- [What the exercise asks]
The lines from the start of the records through the one containing "for period in" are to be transcribed exactly, and nothing else.

==*==

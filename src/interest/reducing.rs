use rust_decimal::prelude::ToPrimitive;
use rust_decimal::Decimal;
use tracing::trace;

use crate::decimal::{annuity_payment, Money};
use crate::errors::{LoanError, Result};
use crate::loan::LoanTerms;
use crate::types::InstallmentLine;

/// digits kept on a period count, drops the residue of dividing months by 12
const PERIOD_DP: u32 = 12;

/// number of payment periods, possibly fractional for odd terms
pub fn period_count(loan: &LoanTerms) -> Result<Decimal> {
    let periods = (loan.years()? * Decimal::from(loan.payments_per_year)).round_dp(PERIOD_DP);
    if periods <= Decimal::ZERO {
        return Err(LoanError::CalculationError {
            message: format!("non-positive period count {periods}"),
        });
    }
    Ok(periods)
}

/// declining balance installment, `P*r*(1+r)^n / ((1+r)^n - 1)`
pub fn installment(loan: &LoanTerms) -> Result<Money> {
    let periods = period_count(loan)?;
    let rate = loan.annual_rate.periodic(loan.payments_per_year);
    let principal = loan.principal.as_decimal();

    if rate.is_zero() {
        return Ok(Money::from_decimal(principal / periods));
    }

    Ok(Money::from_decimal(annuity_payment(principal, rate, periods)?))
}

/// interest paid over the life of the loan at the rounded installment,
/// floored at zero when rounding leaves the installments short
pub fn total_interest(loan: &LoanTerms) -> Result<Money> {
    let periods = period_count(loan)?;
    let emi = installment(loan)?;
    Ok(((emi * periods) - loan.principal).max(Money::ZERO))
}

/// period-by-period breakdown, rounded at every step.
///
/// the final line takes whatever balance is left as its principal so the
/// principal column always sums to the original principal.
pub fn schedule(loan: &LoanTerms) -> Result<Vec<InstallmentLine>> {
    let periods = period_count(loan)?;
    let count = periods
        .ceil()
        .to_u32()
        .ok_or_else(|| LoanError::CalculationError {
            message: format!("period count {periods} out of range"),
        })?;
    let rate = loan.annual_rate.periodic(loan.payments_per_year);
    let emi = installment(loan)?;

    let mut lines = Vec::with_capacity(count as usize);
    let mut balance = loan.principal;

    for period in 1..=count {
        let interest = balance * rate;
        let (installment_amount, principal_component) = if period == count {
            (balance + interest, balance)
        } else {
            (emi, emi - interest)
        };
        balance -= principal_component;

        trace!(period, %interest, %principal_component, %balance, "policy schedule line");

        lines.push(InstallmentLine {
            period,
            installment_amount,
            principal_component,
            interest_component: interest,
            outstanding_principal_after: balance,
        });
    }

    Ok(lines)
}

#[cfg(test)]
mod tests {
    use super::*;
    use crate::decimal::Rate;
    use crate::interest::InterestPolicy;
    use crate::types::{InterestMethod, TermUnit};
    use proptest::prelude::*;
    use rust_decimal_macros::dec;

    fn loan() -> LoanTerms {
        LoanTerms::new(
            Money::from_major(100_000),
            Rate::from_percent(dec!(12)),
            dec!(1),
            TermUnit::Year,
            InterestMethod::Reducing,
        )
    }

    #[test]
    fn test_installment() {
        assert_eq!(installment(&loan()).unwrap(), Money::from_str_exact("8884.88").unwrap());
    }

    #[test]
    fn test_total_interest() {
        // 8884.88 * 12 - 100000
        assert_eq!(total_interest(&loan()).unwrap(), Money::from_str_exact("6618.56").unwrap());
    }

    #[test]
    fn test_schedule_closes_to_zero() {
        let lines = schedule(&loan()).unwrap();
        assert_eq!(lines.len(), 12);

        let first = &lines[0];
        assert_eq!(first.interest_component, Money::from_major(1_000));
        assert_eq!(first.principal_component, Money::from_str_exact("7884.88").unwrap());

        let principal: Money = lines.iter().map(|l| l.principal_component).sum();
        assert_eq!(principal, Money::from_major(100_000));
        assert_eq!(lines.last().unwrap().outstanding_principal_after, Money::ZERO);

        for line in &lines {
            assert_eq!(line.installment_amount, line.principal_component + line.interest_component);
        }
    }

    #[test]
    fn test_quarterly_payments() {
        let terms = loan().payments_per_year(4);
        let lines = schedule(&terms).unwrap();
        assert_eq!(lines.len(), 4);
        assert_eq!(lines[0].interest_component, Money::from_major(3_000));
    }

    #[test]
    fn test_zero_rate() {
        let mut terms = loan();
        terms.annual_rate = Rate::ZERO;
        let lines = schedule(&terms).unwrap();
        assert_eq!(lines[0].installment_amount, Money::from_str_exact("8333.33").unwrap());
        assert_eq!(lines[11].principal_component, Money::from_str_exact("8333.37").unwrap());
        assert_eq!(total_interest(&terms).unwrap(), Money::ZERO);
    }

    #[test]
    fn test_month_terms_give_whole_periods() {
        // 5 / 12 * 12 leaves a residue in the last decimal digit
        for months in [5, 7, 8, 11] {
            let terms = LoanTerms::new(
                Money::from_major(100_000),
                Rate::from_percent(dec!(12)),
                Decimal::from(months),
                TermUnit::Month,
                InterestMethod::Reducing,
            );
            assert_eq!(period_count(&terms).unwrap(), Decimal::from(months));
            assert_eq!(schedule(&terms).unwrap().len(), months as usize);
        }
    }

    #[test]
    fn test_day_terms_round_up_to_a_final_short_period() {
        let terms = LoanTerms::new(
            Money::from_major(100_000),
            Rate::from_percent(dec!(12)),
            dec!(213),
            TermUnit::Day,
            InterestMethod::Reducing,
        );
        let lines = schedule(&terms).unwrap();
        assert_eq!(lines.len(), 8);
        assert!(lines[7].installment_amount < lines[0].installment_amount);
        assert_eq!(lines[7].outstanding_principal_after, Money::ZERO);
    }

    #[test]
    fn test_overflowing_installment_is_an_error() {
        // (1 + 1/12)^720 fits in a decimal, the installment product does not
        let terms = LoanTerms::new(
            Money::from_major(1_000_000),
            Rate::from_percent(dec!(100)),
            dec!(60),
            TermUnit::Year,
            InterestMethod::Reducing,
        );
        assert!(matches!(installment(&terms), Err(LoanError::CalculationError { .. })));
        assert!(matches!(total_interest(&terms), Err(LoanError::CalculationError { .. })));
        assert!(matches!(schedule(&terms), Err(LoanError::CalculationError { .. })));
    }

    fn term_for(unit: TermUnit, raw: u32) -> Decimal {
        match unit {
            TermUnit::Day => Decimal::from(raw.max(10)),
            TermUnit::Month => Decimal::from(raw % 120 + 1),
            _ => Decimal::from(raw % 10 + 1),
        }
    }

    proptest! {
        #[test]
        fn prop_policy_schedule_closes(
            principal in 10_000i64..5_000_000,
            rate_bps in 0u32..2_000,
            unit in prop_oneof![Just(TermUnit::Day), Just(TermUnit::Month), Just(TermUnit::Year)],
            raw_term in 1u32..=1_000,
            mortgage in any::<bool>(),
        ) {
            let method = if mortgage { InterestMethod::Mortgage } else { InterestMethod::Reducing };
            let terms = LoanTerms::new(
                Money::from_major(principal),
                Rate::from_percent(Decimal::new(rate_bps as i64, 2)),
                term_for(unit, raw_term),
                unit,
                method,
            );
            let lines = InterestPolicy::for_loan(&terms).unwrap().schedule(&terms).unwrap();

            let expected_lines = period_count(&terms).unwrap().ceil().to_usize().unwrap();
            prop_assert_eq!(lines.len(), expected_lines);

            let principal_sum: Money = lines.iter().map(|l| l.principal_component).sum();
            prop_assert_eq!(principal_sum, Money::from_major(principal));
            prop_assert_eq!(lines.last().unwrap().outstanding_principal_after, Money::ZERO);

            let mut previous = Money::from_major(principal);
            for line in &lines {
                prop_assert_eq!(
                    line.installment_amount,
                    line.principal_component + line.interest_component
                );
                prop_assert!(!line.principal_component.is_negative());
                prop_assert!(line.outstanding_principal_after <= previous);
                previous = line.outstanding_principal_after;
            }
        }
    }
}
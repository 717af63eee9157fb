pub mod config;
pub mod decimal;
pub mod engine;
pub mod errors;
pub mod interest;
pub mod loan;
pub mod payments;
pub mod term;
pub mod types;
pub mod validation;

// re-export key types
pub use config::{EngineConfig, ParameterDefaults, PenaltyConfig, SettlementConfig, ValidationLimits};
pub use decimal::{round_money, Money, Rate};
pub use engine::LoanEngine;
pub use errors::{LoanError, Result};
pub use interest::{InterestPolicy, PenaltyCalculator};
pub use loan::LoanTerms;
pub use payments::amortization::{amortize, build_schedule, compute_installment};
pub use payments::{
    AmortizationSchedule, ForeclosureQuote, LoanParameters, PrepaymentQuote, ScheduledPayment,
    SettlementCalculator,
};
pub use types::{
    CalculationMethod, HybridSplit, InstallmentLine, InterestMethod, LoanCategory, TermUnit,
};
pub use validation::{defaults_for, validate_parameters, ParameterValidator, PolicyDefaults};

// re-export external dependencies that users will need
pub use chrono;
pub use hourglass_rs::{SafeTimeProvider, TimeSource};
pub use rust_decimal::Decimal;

==*==

- [Task solution]
filename src/interest/reducing.rs
use rust_decimal::prelude::ToPrimitive;
use rust_decimal::Decimal;
use tracing::trace;

use crate::decimal::{annuity_payment, Money};
use crate::errors::{LoanError, Result};
use crate::loan::LoanTerms;
use crate::types::InstallmentLine;

/// digits kept on a period count, drops the residue of dividing months by 12
const PERIOD_DP: u32 = 12;

/// number of payment periods, possibly fractional for odd terms
pub fn period_count(loan: &LoanTerms) -> Result<Decimal> {
    let periods = (loan.years()? * Decimal::from(loan.payments_per_year)).round_dp(PERIOD_DP);
    if periods <= Decimal::ZERO {
        return Err(LoanError::CalculationError {
            message: format!("non-positive period count {periods}"),
        });
    }
    Ok(periods)
}

/// declining balance installment, `P*r*(1+r)^n / ((1+r)^n - 1)`
pub fn installment(loan: &LoanTerms) -> Result<Money> {
    let periods = period_count(loan)?;
    let rate = loan.annual_rate.periodic(loan.payments_per_year);
    let principal = loan.principal.as_decimal();

    if rate.is_zero() {
        return Ok(Money::from_decimal(principal / periods));
    }

    Ok(Money::from_decimal(annuity_payment(principal, rate, periods)?))
}

/// interest paid over the life of the loan at the rounded installment,
/// floored at zero when rounding leaves the installments short
pub fn total_interest(loan: &LoanTerms) -> Result<Money> {
    let periods = period_count(loan)?;
    let emi = installment(loan)?;
    Ok(((emi * periods) - loan.principal).max(Money::ZERO))
}

/// period-by-period breakdown, rounded at every step.
///
/// the final line takes whatever balance is left as its principal so the
/// principal column always sums to the original principal.
pub fn schedule(loan: &LoanTerms) -> Result<Vec<InstallmentLine>> {
    let periods = period_count(loan)?;
    let count = periods
        .ceil()
        .to_u32()
        .ok_or_else(|| LoanError::CalculationError {
            message: format!("period count {periods} out of range"),
        })?;
    let rate = loan.annual_rate.periodic(loan.payments_per_year);
    let emi = installment(loan)?;

    let mut lines = Vec::with_capacity(count as usize);
    let mut balance = loan.principal;

    for period in 1..=count {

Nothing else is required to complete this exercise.